# EXERCISE
Using the data that follows, state the number of lines holding the word "eprintln", and give no other output.

# RECORD EXTRACTS
[Start of Attachment]
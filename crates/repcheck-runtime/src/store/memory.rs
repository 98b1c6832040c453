//! In-process store.

use std::collections::BTreeMap;

use async_trait::async_trait;
use parking_lot::RwLock;

use repcheck_core::{compare_item_ids, AnalysisSummary, Checklist, ChecklistItem, ComplianceVerdict, Manuscript};

use super::{require_doi, ComplianceStore, StoreError};

#[derive(Debug, Default)]
pub struct MemoryStore {
    checklist: Vec<ChecklistItem>,
    verdicts: RwLock<BTreeMap<String, BTreeMap<String, ComplianceVerdict>>>,
    summaries: RwLock<BTreeMap<String, AnalysisSummary>>,
    manuscripts: RwLock<BTreeMap<String, Manuscript>>,
}

impl MemoryStore {
    pub fn new(checklist: Checklist) -> Self {
        Self {
            checklist: checklist.into_items(),
            ..Default::default()
        }
    }
}

#[async_trait]
impl ComplianceStore for MemoryStore {
    async fn upsert_verdict(&self, verdict: &ComplianceVerdict) -> Result<(), StoreError> {
        require_doi(&verdict.doi)?;
        self.verdicts
            .write()
            .entry(verdict.doi.clone())
            .or_default()
            .insert(verdict.item_id.clone(), verdict.clone());
        Ok(())
    }

    async fn get_verdicts(&self, doi: &str) -> Result<Vec<ComplianceVerdict>, StoreError> {
        let mut verdicts: Vec<ComplianceVerdict> = self
            .verdicts
            .read()
            .get(doi)
            .map(|by_item| by_item.values().cloned().collect())
            .unwrap_or_default();
        verdicts.sort_by(|a, b| compare_item_ids(&a.item_id, &b.item_id));
        Ok(verdicts)
    }

    async fn upsert_summary(&self, summary: &AnalysisSummary) -> Result<(), StoreError> {
        require_doi(&summary.doi)?;
        self.summaries
            .write()
            .insert(summary.doi.clone(), summary.clone());
        Ok(())
    }

    async fn get_summary(&self, doi: &str) -> Result<Option<AnalysisSummary>, StoreError> {
        Ok(self.summaries.read().get(doi).cloned())
    }

    async fn upsert_manuscript(&self, manuscript: &Manuscript) -> Result<(), StoreError> {
        require_doi(&manuscript.doi)?;
        self.manuscripts
            .write()
            .insert(manuscript.doi.clone(), manuscript.clone());
        Ok(())
    }

    async fn get_manuscript(&self, doi: &str) -> Result<Option<Manuscript>, StoreError> {
        Ok(self.manuscripts.read().get(doi).cloned())
    }

    async fn get_checklist_items(&self) -> Result<Vec<ChecklistItem>, StoreError> {
        Ok(self.checklist.clone())
    }
}

#[cfg(test)]
mod tests {
    use super::*;
    use chrono::Utc;
    use repcheck_core::Compliance;

    fn verdict(item_id: &str, compliance: Compliance) -> ComplianceVerdict {
        ComplianceVerdict {
            doi: "10.1/abc".to_string(),
            item_id: item_id.to_string(),
            question: "q".to_string(),
            compliance,
            explanation: "e".to_string(),
            quote: String::new(),
            section: String::new(),
            created_at: Utc::now(),
        }
    }

    #[tokio::test]
    async fn test_upsert_replaces_same_item() {
        let store = MemoryStore::default();
        store.upsert_verdict(&verdict("1.1", Compliance::No)).await.unwrap();
        store.upsert_verdict(&verdict("1.1", Compliance::Yes)).await.unwrap();

        let verdicts = store.get_verdicts("10.1/abc").await.unwrap();
        assert_eq!(verdicts.len(), 1);
        assert_eq!(verdicts[0].compliance, Compliance::Yes);
    }

    #[tokio::test]
    async fn test_verdicts_in_ordinal_order() {
        let store = MemoryStore::default();
        for id in ["2.1", "1.10", "1.9"] {
            store.upsert_verdict(&verdict(id, Compliance::Yes)).await.unwrap();
        }
        let ids: Vec<String> = store
            .get_verdicts("10.1/abc")
            .await
            .unwrap()
            .into_iter()
            .map(|v| v.item_id)
            .collect();
        assert_eq!(ids, vec!["1.9", "1.10", "2.1"]);
        assert!(store.get_verdicts("10.1/other").await.unwrap().is_empty());
    }

    #[tokio::test]
    async fn test_empty_doi_rejected() {
        let store = MemoryStore::default();
        let mut v = verdict("1", Compliance::Yes);
        v.doi = " ".to_string();
        assert!(matches!(store.upsert_verdict(&v).await, Err(StoreError::Invalid(_))));
    }

    #[tokio::test]
    async fn test_checklist_items_returned() {
        let checklist = Checklist::from_items(vec![
            ChecklistItem::new("2", "B", "q2"),
            ChecklistItem::new("1", "A", "q1"),
        ])
        .unwrap();
        let store = MemoryStore::new(checklist);
        let items = store.get_checklist_items().await.unwrap();
        assert_eq!(items[0].item_id, "1");
    }
}
//! `repcheck`: reproducibility checklist compliance from the command line.

use std::path::{Path, PathBuf};
use std::sync::Arc;

use anyhow::{Context, Result};
use clap::{Args, Parser, Subcommand};
use serde::Serialize;
use serde_json::json;

use repcheck_core::{AnalysisSummary, Checklist, ComplianceTally, ComplianceVerdict, Manuscript};
use repcheck_runtime::{
    AnalysisReport, ComplianceAnalyzer, ComplianceStore, FileStore, MetadataExtractor, ModelClient,
    PlainTextExtractor, ProviderRegistry, RuntimeConfig, SummarizeService, TextExtractor,
};

#[derive(Parser, Debug)]
#[command(name = "repcheck")]
#[command(about = "Check manuscripts against a reproducibility reporting checklist")]
#[command(version)]
struct Cli {
    /// Runtime configuration (YAML)
    #[arg(short, long, global = true)]
    config: Option<PathBuf>,

    /// Enable debug logging
    #[arg(short, long, global = true)]
    verbose: bool,

    #[command(subcommand)]
    command: Command,
}

#[derive(Subcommand, Debug)]
enum Command {
    /// Validate a checklist file and list its items
    Checklist {
        file: PathBuf,
    },

    /// Extract title, authors and DOI from manuscript text
    Metadata {
        text: PathBuf,
    },

    /// Judge every checklist item and store the verdicts
    Analyze(AnalyzeArgs),

    /// Summarize stored verdicts by category
    Summarize(StoreArgs),

    /// Analyze, then summarize
    Run(AnalyzeArgs),
}

#[derive(Args, Debug)]
struct StoreArgs {
    #[arg(long)]
    doi: String,

    #[arg(long)]
    checklist: PathBuf,

    /// Directory holding one results document per DOI
    #[arg(long, default_value = "repcheck-results")]
    store: PathBuf,
}

#[derive(Args, Debug)]
struct AnalyzeArgs {
    #[command(flatten)]
    store: StoreArgs,

    /// Extracted manuscript text (UTF-8)
    #[arg(long)]
    text: PathBuf,

    /// Also extract and store title and authors
    #[arg(long)]
    with_metadata: bool,
}

#[tokio::main]
async fn main() {
    if let Err(error) = run().await {
        eprintln!("repcheck error: {error:#}");
        std::process::exit(1);
    }
}

async fn run() -> Result<()> {
    let cli = Cli::parse();
    init_tracing(cli.verbose)?;
    let config = load_config(cli.config.as_deref())?;

    match cli.command {
        Command::Checklist { file } => {
            let checklist = load_checklist(&file)?;
            print_json(&json!({
                "items": checklist.len(),
                "categories": checklist.categories(),
                "checklist": checklist.items(),
            }))
        }
        Command::Metadata { text } => {
            let text = read_text(&text)?;
            let client = model_client(&config)?;
            let metadata = MetadataExtractor::new(client, &config)?
                .extract(&text)
                .await
                .context("metadata extraction failed")?;
            print_json(&metadata)
        }
        Command::Analyze(args) => {
            let pipeline = Pipeline::open(&config, &args.store).await?;
            let manuscript = pipeline.manuscript(&args).await?;
            let report = pipeline.analyze(&manuscript, &args.text).await?;
            print_json(&json!({
                "analysis": report_json(&report),
                "usage": pipeline.client.usage().snapshot(),
            }))
        }
        Command::Summarize(args) => {
            let pipeline = Pipeline::open(&config, &args).await?;
            let manuscript = pipeline
                .store
                .get_manuscript(&args.doi)
                .await?
                .unwrap_or_else(|| Manuscript::new(&args.doi));
            let verdicts = pipeline.store.get_verdicts(&args.doi).await?;
            if verdicts.is_empty() {
                anyhow::bail!("no stored verdicts for {}; run `repcheck analyze` first", args.doi);
            }
            let summary = pipeline.summarize(&manuscript, &verdicts).await?;
            print_json(&json!({
                "summary": summary,
                "usage": pipeline.client.usage().snapshot(),
            }))
        }
        Command::Run(args) => {
            let pipeline = Pipeline::open(&config, &args.store).await?;
            let manuscript = pipeline.manuscript(&args).await?;
            let report = pipeline.analyze(&manuscript, &args.text).await?;
            let summary = pipeline.summarize(&manuscript, &report.verdicts).await?;
            print_json(&json!({
                "analysis": report_json(&report),
                "summary": summary,
                "usage": pipeline.client.usage().snapshot(),
            }))
        }
    }
}

fn init_tracing(verbose: bool) -> Result<()> {
    let level = if verbose { "debug" } else { "warn" };
    let filter = tracing_subscriber::EnvFilter::try_from_env("REPCHECK_LOG")
        .unwrap_or_else(|_| tracing_subscriber::EnvFilter::new(level));

    tracing_subscriber::fmt()
        .with_env_filter(filter)
        .with_writer(std::io::stderr)
        .try_init()
        .map_err(|error| anyhow::anyhow!("failed to initialize tracing subscriber: {error}"))
}

fn load_config(path: Option<&Path>) -> Result<RuntimeConfig> {
    match path {
        Some(path) => RuntimeConfig::from_yaml_file(path)
            .with_context(|| format!("failed to load config from {}", path.display())),
        None => Ok(RuntimeConfig::default()),
    }
}

fn load_checklist(path: &Path) -> Result<Checklist> {
    Checklist::from_file(path).with_context(|| format!("invalid checklist {}", path.display()))
}

fn read_text(path: &Path) -> Result<String> {
    PlainTextExtractor::new()
        .extract(path)
        .with_context(|| format!("could not read manuscript text from {}", path.display()))
}

fn model_client(config: &RuntimeConfig) -> Result<ModelClient> {
    let provider = ProviderRegistry::with_defaults()
        .create(&config.provider)
        .with_context(|| format!("could not create {} provider", config.provider.kind))?;
    Ok(ModelClient::new(provider, config))
}

fn print_json<T: Serialize>(value: &T) -> Result<()> {
    println!("{}", serde_json::to_string_pretty(value)?);
    Ok(())
}

fn report_json(report: &AnalysisReport) -> serde_json::Value {
    let tally = ComplianceTally::from_verdicts(&report.verdicts);
    json!({
        "doi": report.doi,
        "analyzed": report.verdicts.len(),
        "failed": report.failure_count(),
        "failed_items": report.failed_items,
        "tally": {
            "yes": tally.yes,
            "no": tally.no,
            "partial": tally.partial,
            "not_applicable": tally.not_applicable,
        },
        "score": tally.score(),
        "verdicts": report.verdicts,
    })
}

/// Everything a command needs once the checklist and store are open.
struct Pipeline {
    checklist: Checklist,
    store: Arc<FileStore>,
    client: ModelClient,
    config: RuntimeConfig,
}

impl Pipeline {
    async fn open(config: &RuntimeConfig, args: &StoreArgs) -> Result<Self> {
        let checklist = load_checklist(&args.checklist)?;
        let store = FileStore::open(&args.store, checklist.clone())
            .await
            .with_context(|| format!("could not open store {}", args.store.display()))?;
        Ok(Self {
            checklist,
            store: Arc::new(store),
            client: model_client(config)?,
            config: config.clone(),
        })
    }

    /// The stored manuscript record, refreshed from the text when asked.
    async fn manuscript(&self, args: &AnalyzeArgs) -> Result<Manuscript> {
        let doi = args.store.doi.as_str();
        let mut manuscript = self
            .store
            .get_manuscript(doi)
            .await?
            .unwrap_or_else(|| Manuscript::new(doi));

        if args.with_metadata {
            let text = read_text(&args.text)?;
            let metadata = MetadataExtractor::new(self.client.clone(), &self.config)?
                .extract(&text)
                .await
                .context("metadata extraction failed")?;
            manuscript = metadata.into_manuscript(Some(doi));
            // Results are keyed by the DOI given on the command line.
            manuscript.doi = doi.to_string();
        }

        self.store.upsert_manuscript(&manuscript).await?;
        Ok(manuscript)
    }

    async fn analyze(&self, manuscript: &Manuscript, text_path: &Path) -> Result<AnalysisReport> {
        let text = read_text(text_path)?;
        let store: Arc<dyn ComplianceStore> = self.store.clone();
        let analyzer = ComplianceAnalyzer::new(self.client.clone(), store, &self.config);
        let report = analyzer
            .analyze_manuscript(manuscript, &text, self.checklist.items())
            .await
            .with_context(|| format!("analysis of {} failed", manuscript.doi))?;

        if report.failure_count() > 0 {
            eprintln!(
                "warning: {} of {} items fell back to n/a: {}",
                report.failure_count(),
                report.verdicts.len(),
                report.failed_items.join(", ")
            );
        }
        Ok(report)
    }

    async fn summarize(
        &self,
        manuscript: &Manuscript,
        verdicts: &[ComplianceVerdict],
    ) -> Result<AnalysisSummary> {
        let store: Arc<dyn ComplianceStore> = self.store.clone();
        SummarizeService::new(self.client.clone(), store, &self.config)
            .summarize(manuscript, verdicts, self.checklist.items())
            .await
            .with_context(|| format!("could not store summary for {}", manuscript.doi))
    }
}

#[cfg(test)]
mod tests {
    use super::*;
    use clap::CommandFactory;

    #[test]
    fn test_cli_definition_is_valid() {
        Cli::command().debug_assert();
    }

    #[test]
    fn test_parse_run_command() {
        let cli = Cli::try_parse_from([
            "repcheck",
            "--verbose",
            "run",
            "--doi",
            "10.1/x",
            "--checklist",
            "checklist.yaml",
            "--text",
            "paper.txt",
        ])
        .unwrap();

        assert!(cli.verbose);
        let Command::Run(args) = cli.command else {
            panic!("expected run command");
        };
        assert_eq!(args.store.doi, "10.1/x");
        assert_eq!(args.store.store, PathBuf::from("repcheck-results"));
        assert!(!args.with_metadata);
    }

    #[test]
    fn test_summarize_requires_doi() {
        assert!(Cli::try_parse_from(["repcheck", "summarize", "--checklist", "c.json"]).is_err());
    }

    #[test]
    fn test_missing_config_file_is_an_error() {
        assert!(load_config(Some(Path::new("/nonexistent/repcheck.yaml"))).is_err());
        assert_eq!(load_config(None).unwrap().model, "gpt-4o");
    }
}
[End of Attachment]
# RESPONSE BOX
2